Notons encore parmi les événements à ne pas manquer du festival, la rencontre à Paris au théâtre de l'Odéon le 15 Novembre prochain entre Fernando Vallejo et Mathias Enard, ce dernier qui vient de recevoir le Prix Goncourt des Lycéens avec sa fable en prose, Parle leur de batailles, de rois et d'éléphants.
Fernando Vallejo, quant à lui est présenté comme le mauvais garçon des lettres colombiennes. On se souvient notamment qu'il provoqua l'opinion en affirmant son amour des jeunes garçons. Son oeuvre ample et baroque donne encore l'image d'un pays torturé, violent et corrompu. A l'occasion de la parution de son texte La Rambla Paralela en 2004, Myriam Perfetti évoquait "ses phrases violentes, ses prises de position assassines sur la déconfiture d'un monde voué à la perversité" et encore "une oeuvre inclassable, scandaleuse et hallucinée". La rencontre de ces deux écrivains sonne comme la confrontation de la littérature engagée de la prose de Vallejo et du souffle poétique des textes d' Enard.

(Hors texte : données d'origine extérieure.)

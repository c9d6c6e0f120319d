//! Table module describing the restaurant floor.
//!
//! This module provides:
//! - [`Table`]: a physical seating unit with capacity, zone and feature tags
//! - [`TimeSlot`] and [`SlotGrid`]: the fixed daily grid of bookable seatings
//!
//! Table status is owned by the store and the availability feed. Nothing in
//! this crate changes a table's status in place; scoring and waitlist code
//! only read it.

pub mod config;
pub mod models;

pub use config::{SlotGrid, TimeSlot};
pub use models::{LayoutPosition, LocationZone, Table, TableId, TableShape, TableStatus};
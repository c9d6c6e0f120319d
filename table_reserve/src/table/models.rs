//! Physical table models.

use serde::{Deserialize, Serialize};
use std::collections::BTreeSet;

/// Table ID type
pub type TableId = i64;

/// Table shape
#[derive(Debug, Clone, Copy, PartialEq, Eq, Hash, Serialize, Deserialize)]
#[serde(rename_all = "lowercase")]
pub enum TableShape {
    Round,
    Square,
    Rectangular,
}

impl std::fmt::Display for TableShape {
    fn fmt(&self, f: &mut std::fmt::Formatter<'_>) -> std::fmt::Result {
        match self {
            TableShape::Round => write!(f, "round"),
            TableShape::Square => write!(f, "square"),
            TableShape::Rectangular => write!(f, "rectangular"),
        }
    }
}

impl std::str::FromStr for TableShape {
    type Err = String;

    fn from_str(s: &str) -> Result<Self, Self::Err> {
        match s {
            "round" => Ok(TableShape::Round),
            "square" => Ok(TableShape::Square),
            "rectangular" => Ok(TableShape::Rectangular),
            other => Err(format!("Unknown table shape: {}", other)),
        }
    }
}

/// Location zone of a table within the restaurant
#[derive(Debug, Clone, Copy, PartialEq, Eq, Hash, PartialOrd, Ord, Serialize, Deserialize)]
#[serde(rename_all = "lowercase")]
pub enum LocationZone {
    Indoor,
    Outdoor,
    Bar,
    Private,
}

impl std::fmt::Display for LocationZone {
    fn fmt(&self, f: &mut std::fmt::Formatter<'_>) -> std::fmt::Result {
        match self {
            LocationZone::Indoor => write!(f, "indoor"),
            LocationZone::Outdoor => write!(f, "outdoor"),
            LocationZone::Bar => write!(f, "bar"),
            LocationZone::Private => write!(f, "private"),
        }
    }
}

impl std::str::FromStr for LocationZone {
    type Err = String;

    fn from_str(s: &str) -> Result<Self, Self::Err> {
        match s {
            "indoor" => Ok(LocationZone::Indoor),
            "outdoor" => Ok(LocationZone::Outdoor),
            "bar" => Ok(LocationZone::Bar),
            "private" => Ok(LocationZone::Private),
            other => Err(format!("Unknown location zone: {}", other)),
        }
    }
}

/// Table status as reported by the store or the availability feed
#[derive(Debug, Clone, Copy, PartialEq, Eq, Hash, Serialize, Deserialize)]
#[serde(rename_all = "lowercase")]
pub enum TableStatus {
    Available,
    Occupied,
    Reserved,
    Maintenance,
}

impl TableStatus {
    /// Whether a table in this status can be offered to a new party
    pub fn is_available(&self) -> bool {
        matches!(self, TableStatus::Available)
    }
}

impl std::fmt::Display for TableStatus {
    fn fmt(&self, f: &mut std::fmt::Formatter<'_>) -> std::fmt::Result {
        match self {
            TableStatus::Available => write!(f, "available"),
            TableStatus::Occupied => write!(f, "occupied"),
            TableStatus::Reserved => write!(f, "reserved"),
            TableStatus::Maintenance => write!(f, "maintenance"),
        }
    }
}

impl std::str::FromStr for TableStatus {
    type Err = String;

    fn from_str(s: &str) -> Result<Self, Self::Err> {
        match s {
            "available" => Ok(TableStatus::Available),
            "occupied" => Ok(TableStatus::Occupied),
            "reserved" => Ok(TableStatus::Reserved),
            "maintenance" => Ok(TableStatus::Maintenance),
            other => Err(format!("Unknown table status: {}", other)),
        }
    }
}

/// Floor-plan position, used only by presentation layers
#[derive(Debug, Clone, Copy, PartialEq, Serialize, Deserialize)]
pub struct LayoutPosition {
    pub x: f64,
    pub y: f64,
}

/// A physical seating unit
#[derive(Debug, Clone, PartialEq, Serialize, Deserialize)]
#[serde(rename_all = "camelCase")]
pub struct Table {
    /// Table ID
    pub id: TableId,
    /// Number painted on the table
    pub number: u32,
    /// Seating capacity
    pub capacity: u32,
    pub shape: TableShape,
    pub location: LocationZone,
    /// Descriptive tags such as "window-view", "quiet" or "accessible"
    pub features: BTreeSet<String>,
    pub status: TableStatus,
    pub position: Option<LayoutPosition>,
}

impl Table {
    /// Create an available table with no features
    pub fn new(id: TableId, number: u32, capacity: u32, location: LocationZone) -> Self {
        Self {
            id,
            number,
            capacity,
            shape: TableShape::Square,
            location,
            features: BTreeSet::new(),
            status: TableStatus::Available,
            position: None,
        }
    }

    /// Set the table shape
    pub fn with_shape(mut self, shape: TableShape) -> Self {
        self.shape = shape;
        self
    }

    /// Add feature tags
    pub fn with_features<I, S>(mut self, features: I) -> Self
    where
        I: IntoIterator<Item = S>,
        S: Into<String>,
    {
        self.features.extend(features.into_iter().map(Into::into));
        self
    }

    /// Set the table status
    pub fn with_status(mut self, status: TableStatus) -> Self {
        self.status = status;
        self
    }

    /// Check whether the table has a feature tag
    pub fn has_feature(&self, tag: &str) -> bool {
        self.features.contains(tag)
    }

    /// Whether the table can seat a party of the given size
    pub fn fits(&self, guest_count: u32) -> bool {
        self.capacity >= guest_count
    }
}
//! Integration tests for the waitlist queue: ordering, state machine and
//! expiry sweeps, run against the in-memory store.

use chrono::{Duration, NaiveDate, Utc};
use std::sync::Arc;
use table_reserve::{
    TableStatus, TimeSlot,
    db::{InMemoryWaitlistRepository, WaitlistRepository},
    notify::{NotificationTemplate, mock::RecordingDispatcher},
    table::{LocationZone, Table},
    waitlist::{
        ContactInfo, Opening, PriorityTier, WaitlistConfig, WaitlistEntry, WaitlistError,
        WaitlistManager, WaitlistRequest, WaitlistStatus,
    },
};
use uuid::Uuid;

fn tomorrow() -> NaiveDate {
    Utc::now().date_naive() + Duration::days(1)
}

fn seven_pm() -> TimeSlot {
    TimeSlot::from_hm(19, 0).unwrap()
}

fn request(name: &str, guests: u32, occasion: Option<&str>) -> WaitlistRequest {
    WaitlistRequest {
        contact: ContactInfo::new(name).with_email(format!("{}@example.com", name)),
        guest_count: guests,
        preferred_date: tomorrow(),
        time_slots: vec![seven_pm()],
        seating_preference: Default::default(),
        occasion: occasion.map(str::to_string),
        special_requests: None,
        dietary_notes: None,
    }
}

fn setup() -> (Arc<WaitlistManager>, Arc<InMemoryWaitlistRepository>, Arc<RecordingDispatcher>) {
    let repo = Arc::new(InMemoryWaitlistRepository::new());
    let dispatcher = Arc::new(RecordingDispatcher::new());
    let manager = Arc::new(WaitlistManager::new(
        repo.clone(),
        dispatcher.clone(),
        WaitlistConfig::default(),
    ));
    (manager, repo, dispatcher)
}

#[tokio::test]
async fn test_priority_dominates_recency() {
    let (manager, _, _) = setup();

    let normal = manager.enqueue(request("ada", 2, None)).await.unwrap();
    let first_vip = manager
        .enqueue(request("bob", 2, Some("anniversary")))
        .await
        .unwrap();
    let second_vip = manager
        .enqueue(request("cy", 2, Some("Anniversary dinner")))
        .await
        .unwrap();

    assert_eq!(normal.priority, PriorityTier::Standard);
    assert_eq!(first_vip.priority, PriorityTier::SpecialOccasion);

    let positions = manager.recompute_positions().await.unwrap();
    assert_eq!(positions.len(), 3);

    assert_eq!(manager.get(first_vip.id).await.unwrap().position, Some(1));
    assert_eq!(manager.get(second_vip.id).await.unwrap().position, Some(2));
    assert_eq!(manager.get(normal.id).await.unwrap().position, Some(3));
}

#[tokio::test]
async fn test_large_parties_ahead_of_standard() {
    let (manager, _, _) = setup();

    let small = manager.enqueue(request("ada", 2, None)).await.unwrap();
    let large = manager.enqueue(request("bob", 8, None)).await.unwrap();

    assert_eq!(large.priority, PriorityTier::LargeParty);
    assert_eq!(large.position, Some(1));
    assert_eq!(manager.get(small.id).await.unwrap().position, Some(2));
}

#[tokio::test]
async fn test_recompute_is_idempotent() {
    let (manager, _, _) = setup();
    for (name, occasion) in [("a", None), ("b", Some("birthday")), ("c", None)] {
        manager.enqueue(request(name, 2, occasion)).await.unwrap();
    }

    let first = manager.recompute_positions().await.unwrap();
    let second = manager.recompute_positions().await.unwrap();
    assert_eq!(first, second);

    let numbers: Vec<u32> = first.iter().map(|p| p.position).collect();
    assert_eq!(numbers, vec![1, 2, 3]);
}

#[tokio::test]
async fn test_stale_notification_is_requeued() {
    let now = Utc::now();
    let id = Uuid::new_v4();
    let stale = WaitlistEntry {
        id,
        name: "Ada".to_string(),
        email: Some("ada@example.com".to_string()),
        phone: None,
        guest_count: 2,
        preferred_date: tomorrow(),
        time_slots: vec![seven_pm()],
        seating_preference: Default::default(),
        occasion: None,
        special_requests: None,
        dietary_notes: None,
        status: WaitlistStatus::Notified,
        priority: PriorityTier::Standard,
        position: None,
        estimated_wait_minutes: None,
        notification_expiry: Some(now - Duration::minutes(31)),
        notified_at: Some(now - Duration::minutes(61)),
        queued_at: now - Duration::hours(2),
        created_at: now - Duration::hours(2),
        updated_at: now - Duration::minutes(61),
    };

    let repo = Arc::new(InMemoryWaitlistRepository::new().with_entry(stale));
    let dispatcher = Arc::new(RecordingDispatcher::new());
    let manager = WaitlistManager::new(repo, dispatcher.clone(), WaitlistConfig::default());

    let report = manager.sweep_expired(now).await.unwrap();
    assert_eq!(report.requeued, vec![id]);
    assert!(report.failed.is_empty());

    let entry = manager.get(id).await.unwrap();
    assert_eq!(entry.status, WaitlistStatus::Pending);
    assert!(entry.position.is_some_and(|p| p >= 1));
    assert!(entry.notification_expiry.is_none());
    assert!(entry.queued_at > now - Duration::hours(2));

    assert_eq!(dispatcher.sent(), vec![(id, NotificationTemplate::Requeued)]);
}

#[tokio::test]
async fn test_confirm_and_cancel_leave_the_queue() {
    let (manager, _, _) = setup();
    let a = manager.enqueue(request("a", 2, None)).await.unwrap();
    let b = manager.enqueue(request("b", 2, None)).await.unwrap();
    let c = manager.enqueue(request("c", 2, None)).await.unwrap();

    manager.notify(a.id).await.unwrap();
    manager.confirm(a.id).await.unwrap();
    manager.cancel(b.id).await.unwrap();

    let pending = manager.pending_entries().await.unwrap();
    assert_eq!(pending.len(), 1);
    assert_eq!(pending[0].id, c.id);
    assert_eq!(pending[0].position, Some(1));

    let cancelled = manager.get(b.id).await.unwrap();
    assert_eq!(cancelled.status, WaitlistStatus::Cancelled);
    assert_eq!(cancelled.position, None);
}

#[tokio::test]
async fn test_concurrent_confirms_have_one_winner() {
    let (manager, _, _) = setup();
    let entry = manager.enqueue(request("ada", 2, None)).await.unwrap();
    manager.notify(entry.id).await.unwrap();

    let (m1, m2) = (manager.clone(), manager.clone());
    let (r1, r2) = tokio::join!(
        tokio::spawn(async move { m1.confirm(entry.id).await }),
        tokio::spawn(async move { m2.cancel(entry.id).await }),
    );
    let results = [r1.unwrap(), r2.unwrap()];

    let wins = results.iter().filter(|r| r.is_ok()).count();
    assert_eq!(wins, 1);
    assert!(
        results
            .iter()
            .any(|r| matches!(r, Err(WaitlistError::InvalidState { .. })))
    );
}

#[tokio::test]
async fn test_next_candidate_respects_slots_and_size() {
    let (manager, _, _) = setup();
    let mut late = request("late", 2, None);
    late.time_slots = vec![TimeSlot::from_hm(21, 0).unwrap()];
    manager.enqueue(late).await.unwrap();
    manager.enqueue(request("big", 8, None)).await.unwrap();
    let fits = manager.enqueue(request("fits", 4, None)).await.unwrap();

    let opening = Opening {
        date: tomorrow(),
        time_slot: seven_pm(),
        table: Table::new(3, 3, 4, LocationZone::Indoor).with_status(TableStatus::Available),
    };
    let candidate = manager.next_candidate(&opening).await.unwrap().unwrap();
    assert_eq!(candidate.id, fits.id);
}

#[tokio::test]
async fn test_search_by_phone_matches_formatting_variants() {
    let (manager, repo, _) = setup();
    let mut req = request("ada", 2, None);
    req.contact = ContactInfo::new("Ada").with_phone("(555) 010-2000");
    let entry = manager.enqueue(req).await.unwrap();

    let found = manager
        .search(&table_reserve::waitlist::SearchCriteria::by_phone("555.010.2000"))
        .await
        .unwrap();
    assert_eq!(found.len(), 1);
    assert_eq!(found[0].id, entry.id);

    // The store keeps the normalized form
    let stored = repo.find(entry.id).await.unwrap().unwrap();
    assert_eq!(stored.phone.as_deref(), Some("5550102000"));
}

Une mise en abyme de la littérature

Ces belles étrangères nous font goûter une littérature contemporaine qui vit en ce moment un moment très intéressant associé à une période de crise politique sévère dans le pays. Or, les grandes générations d'écrivains ne sont-elles pas liées à des moments de conflits où les auteurs cherchent à expliquer et témoigner des réalités sociales et politiques? Enfin, les oeuvres choisies portent toutes en creux une réflexion sur ce qu'est et peut la littérature.

En savoir plus

Antonio Caballero, Un Mal sans Remède, Belfond.

Santiago Gamboa, Necropolis 1209, Métaillé.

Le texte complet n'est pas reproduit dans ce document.